Quantos direitos de transmissão seriam vendidos para a temporada de 2022? Quantos novos patrocinadores abraçariam a modalidade? Quantos campeonatos estaduais teriam um aumento na procura de clubes para disputar as competições femininas em 2021? Será mesmo que o divisor de águas é uma medalha, um título mundial, ou as mudanças são consequência do trabalho em curso?

Quando os avanços se resumem à conquista de troféus, estamos desconsiderando todo o processo necessário para uma evolução contínua. É claro que acredito que temos condições de vencer em campo e entendo que os questionamentos sobre performance fazem parte do esporte. Porém tenho convicção de que o nosso principal objetivo está no trabalho realizado para além dos gramados de grandes eventos.

A seleção brasileira representa o topo da pirâmide, mas não podemos ignorar os pilares que sustentam a formação de novos talentos, com massificação e profissionalização. De forma resumida, é preciso dar oportunidade a meninas e mulheres Brasil afora.

Então, para responder às retóricas: uma medalha ou um título mundial não vai transformar o cenário do futebol feminino na segunda-feira após a vitória. “Tempo”, “planejamento” e “processo” são palavras-chave. E, na mesma medida, vale a máxima: investimento gera visibilidade, e visibilidade gera retorno.

Faço parte de uma geração que conquistou a prata olímpica em 2004 e o vice-campeonato mundial em 2007, à época com estrutura limitada e pouca visibilidade. O talento, por si só, não nos garante resultados, como acontecia no passado, especialmente quando os demais países que competem em alto nível colocaram o fomento em prática há muito mais tempo do que nós.

E é sempre relevante contextualizar: o futebol feminino foi proibido por lei no Brasil entre 1941 e 1979. Esses 38 anos de proibição deixaram marcas históricas e culturais profundas.

A maior conquista que o futebol das mulheres quer alcançar é a mudança de percepção da sociedade brasileira. Não podemos colocar mais barreiras para a evolução delas, e a verdade é que as vitórias não podem ser o preço a se pagar para termos oportunidades e investimentos. São esses dois pontos que vão acelerar o processo de desenvolvimento contínuo e sustentável. E, de fato, é o que vai nos colocar cada vez mais perto das grandes potências mundiais.

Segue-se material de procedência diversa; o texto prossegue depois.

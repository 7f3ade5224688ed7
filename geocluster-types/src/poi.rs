use geo::Point;
use serde::{Deserialize, Serialize};

/// A named point of interest (a mountain, a trailhead, a hut).
///
/// The `name` is the stable identity key used when reconciling annotations
/// between clustering passes. The payload is opaque to the engine and is
/// carried through to the output unchanged.
///
/// # Examples
///
/// ```
/// use geocluster_types::Poi;
///
/// let halla = Poi::new("Hallasan", 33.3617, 126.5292, 1947u32);
/// assert_eq!(halla.lat(), 33.3617);
/// assert_eq!(halla.lon(), 126.5292);
/// assert_eq!(halla.payload, 1947);
/// ```
#[derive(Debug, Clone, PartialEq, Serialize, Deserialize)]
pub struct Poi<P = ()> {
    /// Stable identity of the point
    pub name: String,
    /// Location, `x` = longitude and `y` = latitude
    pub location: Point<f64>,
    /// Opaque attributes passed through clustering untouched
    pub payload: P,
}

impl<P> Poi<P> {
    /// Create a point of interest from latitude/longitude in degrees.
    pub fn new(name: impl Into<String>, latitude: f64, longitude: f64, payload: P) -> Self {
        Self {
            name: name.into(),
            location: Point::new(longitude, latitude),
            payload,
        }
    }

    /// Latitude in degrees.
    #[inline]
    pub fn lat(&self) -> f64 {
        self.location.y()
    }

    /// Longitude in degrees.
    #[inline]
    pub fn lon(&self) -> f64 {
        self.location.x()
    }

    /// Two points refer to the same displayed entity when their names match.
    #[inline]
    pub fn same_identity(&self, other: &Poi<P>) -> bool {
        self.name == other.name
    }
}
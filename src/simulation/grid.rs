//! Static grid layout and rule overlays
//!
//! The grid never changes after construction. Traversable, non-closed cells
//! are also kept in a petgraph adjacency map so the planner can walk roads
//! without re-deriving neighbours from the cell matrix.

use log::debug;
use petgraph::graphmap::DiGraphMap;
use std::collections::BTreeMap;

use super::loader::parse_road_map;
use super::rules::RuleSet;
use super::types::{Cell, CellKind};

/// Immutable road layout plus its rule tables
#[derive(Debug, Clone)]
pub struct GridModel {
    /// Row-major cell kinds, every row padded to `cols`
    cells: Vec<Vec<CellKind>>,

    rows: i32,

    cols: i32,

    rules: RuleSet,

    /// Directed adjacency between open road cells. Out-edges of each cell
    /// are inserted Up, Down, Left, Right so neighbour iteration follows
    /// that order.
    road_graph: DiGraphMap<Cell, ()>,
}

impl Default for GridModel {
    fn default() -> Self {
        Self::new(Vec::new(), RuleSet::default())
    }
}

impl GridModel {
    /// Build a grid from row-major cell kinds (row 0 first). Ragged rows are
    /// padded with `CellKind::Empty`.
    pub fn new(mut cells: Vec<Vec<CellKind>>, rules: RuleSet) -> Self {
        let cols = cells.iter().map(Vec::len).max().unwrap_or(0);
        for row in &mut cells {
            row.resize(cols, CellKind::Empty);
        }

        let mut grid = Self {
            rows: cells.len() as i32,
            cols: cols as i32,
            cells,
            rules,
            road_graph: DiGraphMap::new(),
        };
        grid.rebuild_road_graph();
        grid
    }

    /// Build a grid from road map text (bottom line = row 0)
    pub fn from_map_text(text: &str, rules: RuleSet) -> Self {
        Self::new(parse_road_map(text), rules)
    }

    fn rebuild_road_graph(&mut self) {
        let mut graph = DiGraphMap::new();

        for cell in self.open_road_cells() {
            graph.add_node(cell);
        }

        for cell in self.open_road_cells() {
            for neighbor in cell.neighbors() {
                if self.is_open_road(neighbor) {
                    graph.add_edge(cell, neighbor, ());
                }
            }
        }

        debug!(
            "Road graph built: {} open cells, {} links",
            graph.node_count(),
            graph.edge_count()
        );
        self.road_graph = graph;
    }

    fn open_road_cells(&self) -> Vec<Cell> {
        self.all_cells()
            .filter(|cell| self.is_open_road(*cell))
            .collect()
    }

    fn is_open_road(&self, cell: Cell) -> bool {
        self.is_traversable(cell) && !self.rules.is_closed(cell)
    }

    pub fn rows(&self) -> i32 {
        self.rows
    }

    pub fn cols(&self) -> i32 {
        self.cols
    }

    pub fn is_empty(&self) -> bool {
        self.rows == 0 || self.cols == 0
    }

    pub fn in_bounds(&self, cell: Cell) -> bool {
        cell.row >= 0 && cell.row < self.rows && cell.col >= 0 && cell.col < self.cols
    }

    /// Kind of a cell; anything off the grid reads as empty
    pub fn kind(&self, cell: Cell) -> CellKind {
        if !self.in_bounds(cell) {
            return CellKind::Empty;
        }
        self.cells[cell.row as usize][cell.col as usize]
    }

    pub fn is_traversable(&self, cell: Cell) -> bool {
        self.kind(cell).is_traversable()
    }

    pub fn rules(&self) -> &RuleSet {
        &self.rules
    }

    /// Open road neighbours of `cell` in Up, Down, Left, Right order
    pub fn road_neighbors(&self, cell: Cell) -> impl Iterator<Item = Cell> + '_ {
        self.road_graph.neighbors(cell)
    }

    /// Whether the cell takes part in routing (traversable and not closed)
    pub fn is_routable(&self, cell: Cell) -> bool {
        self.road_graph.contains_node(cell)
    }

    /// Every coordinate in row-major order
    pub fn all_cells(&self) -> impl Iterator<Item = Cell> + '_ {
        (0..self.rows).flat_map(move |row| (0..self.cols).map(move |col| Cell::new(row, col)))
    }

    pub fn traversable_cells(&self) -> Vec<Cell> {
        self.all_cells()
            .filter(|cell| self.is_traversable(*cell))
            .collect()
    }

    /// Mean occupancy / capacity ratio over occupied cells.
    ///
    /// `occupied` yields the current cell of every vehicle still on the road.
    /// Cells whose capacity is zero or negative are left out of the mean; with
    /// nothing occupied the result is 0.
    pub fn congestion(&self, occupied: impl IntoIterator<Item = Cell>) -> f64 {
        let mut counts: BTreeMap<Cell, u32> = BTreeMap::new();
        for cell in occupied {
            *counts.entry(cell).or_default() += 1;
        }

        let ratios: Vec<f64> = counts
            .iter()
            .filter_map(|(cell, count)| {
                let capacity = self.rules.capacity(*cell);
                (capacity > 0).then(|| *count as f64 / capacity as f64)
            })
            .collect();

        if ratios.is_empty() {
            0.0
        } else {
            ratios.iter().sum::<f64>() / ratios.len() as f64
        }
    }
}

É tempo de o ecossistema do futebol (entidades esportivas, imprensa, patrocinadores, atletas e torcedores) entender que precisa atuar de forma ativa e proativa. Há certa frustração em ver que as mulheres estão sob os holofotes somente em Copas e Olimpíadas. Sabemos o peso dos eventos que acontecem de quatro em quatro anos, mas não adianta formar opinião com base somente nesses jogos.

Será mesmo que os especialistas estão acompanhando o que acontece às quartas e aos domingos no intervalo dos grandes torneios? Fica o convite. No nível nacional, temos o Brasileirão Feminino A1, A2, sub-16, sub-18 e, a partir do ano que vem, A3 e Supercopa do Brasil.

Meus desejos são que estejamos todos atentos e comprometidos com o desenvolvimento do futebol das mulheres no Brasil. Por fim, nós não buscamos elogios, e sim espaço para evoluir. E estamos sempre abertas às críticas construtivas que levam em consideração o contexto do futebol das mulheres no Brasil, para além de quem nos olha só de tempos em tempos.